Eu costumava fazer isso por horas na praia quando era criança. Fomos pobres durante grande parte da minha infância, realmente pobres, o tipo de pobre onde você não tem certeza se será despejado um mês ou no outro, o tipo de pobre onde seu dia é feito ou arruinado com base em se você pode encontre 10 dólares. O tipo de pobre que a maioria das pessoas despreza, onde, se você for marcado por isso, às vezes pode parecer que o mundo inteiro está se preparando para lhe dar um tapa.

Mas eu cresci em Massachusetts, um estado com muitas praias públicas imaculadas, mantidas assim por lei estadual. Em muitas praias era preciso pagar para entrar, mas se fosse antes do início oficial do verão, os guardas deixavam você entrar de graça. O mesmo acontecia nos meses quentes, se você chegasse à praia à noite, depois que os veranistas se bronzeassem e iam jantar. Então, minha mãe saía do trabalho às seis na maioria dos dias e colocava uma geladeira no carro – geralmente sanduíches e refrigerantes – e íamos de carro até a praia no último raio de sol.

Éramos pobres, mas a praia era nossa.

Éramos pobres, mas a praia era nossa. Era um espaço sobre o qual eu me sentia mais dono, mais pertencente, do que qualquer apartamento ou cidade onde morei até aquele momento. Ficar na água, pulando no tumulto das ondas – era a manifestação física do caos de viver na pobreza, exceto quando eu me rendi à água, eu poderia voltar para tomar ar, molhado e engasgado, mas vivificado pelo caindo ao meu redor.

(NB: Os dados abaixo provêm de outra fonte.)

// SPDX-FileCopyrightText: Copyright (c) 2024 NVIDIA CORPORATION & AFFILIATES. All rights reserved.
// SPDX-License-Identifier: Apache-2.0
//! Restartable token stream shared by the L2N and LVS readers.

use super::{FormatError, Key};
use crate::geom::Point;

#[derive(Debug, Clone, PartialEq)]
pub enum Token {
    LParen,
    RParen,
    Word(String),
    Quoted(String),
}

/// A saved stream position.
#[derive(Debug, Clone, Copy)]
pub struct Mark {
    pos: usize,
    line: usize,
}

pub struct TokenStream<'a> {
    input: &'a [u8],
    pos: usize,
    line: usize,
    source: String,
}

fn is_word_char(c: u8) -> bool {
    !(c.is_ascii_whitespace() || matches!(c, b'(' | b')' | b',' | b'\'' | b'"'))
}

impl<'a> TokenStream<'a> {
    pub fn new(input: &'a str, source: &str) -> Self {
        Self { input: input.as_bytes(), pos: 0, line: 1, source: source.to_string() }
    }

    pub fn line(&self) -> usize {
        self.line
    }

    pub fn source(&self) -> &str {
        &self.source
    }

    pub fn mark(&self) -> Mark {
        Mark { pos: self.pos, line: self.line }
    }

    pub fn reset(&mut self, m: Mark) {
        self.pos = m.pos;
        self.line = m.line;
    }

    pub fn error(&self, message: impl Into<String>) -> FormatError {
        FormatError::Syntax { message: message.into(), line: self.line, source: self.source.clone() }
    }

    pub fn eof_error(&self) -> FormatError {
        FormatError::UnexpectedEof { line: self.line, source: self.source.clone() }
    }

    pub fn unknown(&self, kind: &'static str, name: &str) -> FormatError {
        FormatError::Unknown { kind, name: name.to_string(), line: self.line, source: self.source.clone() }
    }

    fn skip_blanks(&mut self) {
        while self.pos < self.input.len() {
            let ch = self.input[self.pos];
            if ch == b'\n' {
                self.line += 1;
                self.pos += 1;
            } else if ch.is_ascii_whitespace() || ch == b',' {
                self.pos += 1;
            } else if ch == b'#' {
                while self.pos < self.input.len() && self.input[self.pos] != b'\n' {
                    self.pos += 1;
                }
            } else {
                break;
            }
        }
    }

    fn read_quoted(&mut self, quote: u8) -> Result<String, FormatError> {
        self.pos += 1;
        let mut bytes = Vec::new();
        while self.pos < self.input.len() {
            let c = self.input[self.pos];
            self.pos += 1;
            if c == quote {
                return String::from_utf8(bytes).map_err(|_| self.error("Invalid UTF-8 in string"));
            }
            if c == b'\n' {
                self.line += 1;
            }
            if c == b'\\' && self.pos < self.input.len() {
                let e = self.input[self.pos];
                self.pos += 1;
                bytes.push(match e {
                    b'n' => b'\n',
                    b't' => b'\t',
                    other => other,
                });
            } else {
                bytes.push(c);
            }
        }
        Err(self.eof_error())
    }

    pub fn next_token(&mut self) -> Result<Option<Token>, FormatError> {
        self.skip_blanks();
        if self.pos >= self.input.len() {
            return Ok(None);
        }
        let tok = match self.input[self.pos] {
            b'(' => {
                self.pos += 1;
                Token::LParen
            }
            b')' => {
                self.pos += 1;
                Token::RParen
            }
            q @ (b'\'' | b'"') => Token::Quoted(self.read_quoted(q)?),
            _ => {
                let start = self.pos;
                while self.pos < self.input.len() && is_word_char(self.input[self.pos]) {
                    self.pos += 1;
                }
                Token::Word(String::from_utf8_lossy(&self.input[start..self.pos]).into_owned())
            }
        };
        Ok(Some(tok))
    }

    pub fn peek_token(&mut self) -> Result<Option<Token>, FormatError> {
        let m = self.mark();
        let tok = self.next_token();
        self.reset(m);
        tok
    }

    pub fn at_end(&mut self) -> Result<bool, FormatError> {
        Ok(self.peek_token()?.is_none())
    }

    /// True if the next token closes the current group. Nothing is consumed.
    pub fn at_rparen(&mut self) -> Result<bool, FormatError> {
        Ok(matches!(self.peek_token()?, Some(Token::RParen)))
    }

    /// Consumes the key if it is next.
    pub fn test(&mut self, key: &Key) -> Result<bool, FormatError> {
        let m = self.mark();
        match self.next_token()? {
            Some(Token::Word(w)) if key.matches(&w) => Ok(true),
            _ => {
                self.reset(m);
                Ok(false)
            }
        }
    }

    /// Consumes the key and its opening parenthesis if both are next.
    pub fn test_group(&mut self, key: &Key) -> Result<bool, FormatError> {
        let m = self.mark();
        if self.test(key)? && matches!(self.peek_token()?, Some(Token::LParen)) {
            self.next_token()?;
            return Ok(true);
        }
        self.reset(m);
        Ok(false)
    }

    /// Consumes an opening parenthesis if it is next.
    pub fn test_lparen(&mut self) -> Result<bool, FormatError> {
        if matches!(self.peek_token()?, Some(Token::LParen)) {
            self.next_token()?;
            return Ok(true);
        }
        Ok(false)
    }

    pub fn expect_lparen(&mut self) -> Result<(), FormatError> {
        match self.next_token()? {
            Some(Token::LParen) => Ok(()),
            Some(t) => Err(self.error(format!("Expected '(', got {:?}", t))),
            None => Err(self.eof_error()),
        }
    }

    pub fn expect_rparen(&mut self) -> Result<(), FormatError> {
        match self.next_token()? {
            Some(Token::RParen) => Ok(()),
            Some(t) => Err(self.error(format!("Expected ')', got {:?}", t))),
            None => Err(self.eof_error()),
        }
    }

    /// True if the next token is a plain word or a quoted string.
    pub fn at_word(&mut self) -> Result<bool, FormatError> {
        Ok(matches!(self.peek_token()?, Some(Token::Word(_)) | Some(Token::Quoted(_))))
    }

    /// A plain word or quoted string not followed by '(' (so not a key group).
    pub fn at_value_word(&mut self) -> Result<bool, FormatError> {
        let m = self.mark();
        let r = match self.next_token()? {
            Some(Token::Word(_)) => !matches!(self.peek_token()?, Some(Token::LParen)),
            Some(Token::Quoted(_)) => true,
            _ => false,
        };
        self.reset(m);
        Ok(r)
    }

    pub fn read_word(&mut self) -> Result<String, FormatError> {
        match self.next_token()? {
            Some(Token::Word(s)) | Some(Token::Quoted(s)) => Ok(s),
            Some(t) => Err(self.error(format!("Expected a name, got {:?}", t))),
            None => Err(self.eof_error()),
        }
    }

    pub fn read_int(&mut self) -> Result<i64, FormatError> {
        let w = self.read_word()?;
        w.parse().map_err(|_| self.error(format!("Expected an integer, got '{}'", w)))
    }

    pub fn read_id(&mut self) -> Result<usize, FormatError> {
        let w = self.read_word()?;
        w.parse().map_err(|_| self.error(format!("Expected an id, got '{}'", w)))
    }

    pub fn read_f64(&mut self) -> Result<f64, FormatError> {
        let w = self.read_word()?;
        w.parse().map_err(|_| self.error(format!("Expected a number, got '{}'", w)))
    }

    /// Coordinate that may be `*` for "same as `prev`".
    pub fn read_coord_or_star(&mut self, prev: i64) -> Result<i64, FormatError> {
        let w = self.read_word()?;
        if w == "*" {
            return Ok(prev);
        }
        w.parse::<f64>()
            .map(|v| v.round() as i64)
            .map_err(|_| self.error(format!("Expected a coordinate, got '{}'", w)))
    }

    /// `(dx dy)` relative to `reference`; updates the reference.
    pub fn read_rel_point(&mut self, reference: &mut Point) -> Result<Point, FormatError> {
        self.expect_lparen()?;
        let dx = self.read_int()?;
        let dy = self.read_int()?;
        self.expect_rparen()?;
        let p = Point::new(reference.x + dx, reference.y + dy);
        *reference = p;
        Ok(p)
    }

    /// Skips one element: a word with its group, a bare group or a single token.
    pub fn skip_group(&mut self) -> Result<(), FormatError> {
        match self.next_token()? {
            Some(Token::Word(_)) => {
                if self.test_lparen()? {
                    self.skip_balanced()?;
                }
                Ok(())
            }
            Some(Token::LParen) => self.skip_balanced(),
            Some(Token::Quoted(_)) => Ok(()),
            Some(Token::RParen) => Err(self.error("Unexpected ')'")),
            None => Err(self.eof_error()),
        }
    }

    /// Consumes everything up to and including the ')' closing an already opened group.
    pub fn skip_balanced(&mut self) -> Result<(), FormatError> {
        let mut depth = 1u32;
        loop {
            match self.next_token()? {
                Some(Token::LParen) => depth += 1,
                Some(Token::RParen) => {
                    depth -= 1;
                    if depth == 0 {
                        return Ok(());
                    }
                }
                Some(_) => {}
                None => return Err(self.eof_error()),
            }
        }
    }
}

#[cfg(test)]
mod tests {
    use super::*;
    use crate::format::keys;

    #[test]
    fn test_tokens_and_comments() {
        let mut ts = TokenStream::new("# head\nnet(1 'a b',x)\n", "t");
        assert_eq!(ts.next_token().unwrap(), Some(Token::Word("net".into())));
        assert_eq!(ts.line(), 2);
        assert_eq!(ts.next_token().unwrap(), Some(Token::LParen));
        assert_eq!(ts.read_id().unwrap(), 1);
        assert_eq!(ts.read_word().unwrap(), "a b");
        assert_eq!(ts.read_word().unwrap(), "x");
        ts.expect_rparen().unwrap();
        assert!(ts.at_end().unwrap());
    }

    #[test]
    fn test_escapes() {
        let mut ts = TokenStream::new(r"'it\'s' 'a\\b'", "t");
        assert_eq!(ts.read_word().unwrap(), "it's");
        assert_eq!(ts.read_word().unwrap(), "a\\b");
    }

    #[test]
    fn test_key_groups_need_parens() {
        let mut ts = TokenStream::new("mirror N(1)", "t");
        assert!(!ts.test_group(&keys::MIRROR).unwrap());
        assert!(ts.test(&keys::MIRROR).unwrap());
        assert!(ts.test_group(&keys::NET).unwrap());
        assert_eq!(ts.read_id().unwrap(), 1);
    }

    #[test]
    fn test_skip_group() {
        let mut ts = TokenStream::new("future(a (b c) d(e)) net(2)", "t");
        ts.skip_group().unwrap();
        assert!(ts.test_group(&keys::NET).unwrap());
        let mut ts = TokenStream::new("future(a", "t");
        assert!(matches!(ts.skip_group(), Err(FormatError::UnexpectedEof { .. })));
    }

    #[test]
    fn test_relative_points_and_stars() {
        let mut ts = TokenStream::new("(10 20) (-5 0) * 7", "t");
        let mut r = Point::new(0, 0);
        assert_eq!(ts.read_rel_point(&mut r).unwrap(), Point::new(10, 20));
        assert_eq!(ts.read_rel_point(&mut r).unwrap(), Point::new(5, 20));
        assert_eq!(ts.read_coord_or_star(42).unwrap(), 42);
        assert_eq!(ts.read_coord_or_star(42).unwrap(), 7);
    }

    #[test]
    fn test_errors_report_line() {
        let mut ts = TokenStream::new("\n\nx", "file.l2n");
        let e = ts.expect_lparen().unwrap_err();
        assert!(e.to_string().contains("line 3 of file.l2n"));
    }
}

Já adulto, aprendi sobre o legado das praias e da água. Certa vez, voltando da praia, ouvi um DJ no rádio brincando: “Todos nós sabemos sobre negros e água”, e depois o grito de seu convidado: “Os negros odeiam!” Nessa piada banal faltava qualquer reconhecimento da história de nossa aversão. Políticos e veranistas brancos segregaram sistematicamente as praias do Sul, do Oeste e de partes do Nordeste. As praias que são famosas por seus visitantes negros – Myrtle Beach na Carolina do Sul, Oak Bluffs e Inkwell em Martha's Vineyard, Sag Harbor em Nova York – têm essa história porque permitiam visitantes negros e eventualmente acolheram a propriedade negra de chalés, pousadas e motéis.

É estranho caminhar pela praia e não se sentir bem-vindo. Só senti isso algumas vezes – uma vez, enquanto caminhava com um amigo por Cherry Grove, em Fire Island: uma observação dos brancos ao nosso redor e então meu amigo disse: “Eles não venderam casas para negros ou pessoas de cor aqui.” Que estranho – esta posse de um espaço cheio de possibilidades, que existe entre dois mundos, a terra e o mar.

Naquela praia implacável, meu amigo e eu paramos e tiramos fotos sob a luz do pôr do sol. Sorrimos, posamos e movemos nossos corpos pela areia, reivindicando um pedacinho dela como nosso.

Este artigo foi publicado na edição de maio/junho de 2019 com o título “Em louvor às praias públicas”.

Santiago Ferreira é o diretor do portal Naturlink e um ardente defensor do ambiente e da conservação da natureza. Com formação académica na área das Ciências Ambientais, Santiago tem dedicado a maior parte da sua carreira profissional à pesquisa e educação ambiental. O seu profundo conhecimento e paixão pelo ambiente levaram-no a assumir a liderança do Naturlink, onde tem sido fundamental na direção da equipa de especialistas, na seleção do conteúdo apresentado e na construção de pontes entre a comunidade online e o mundo natural.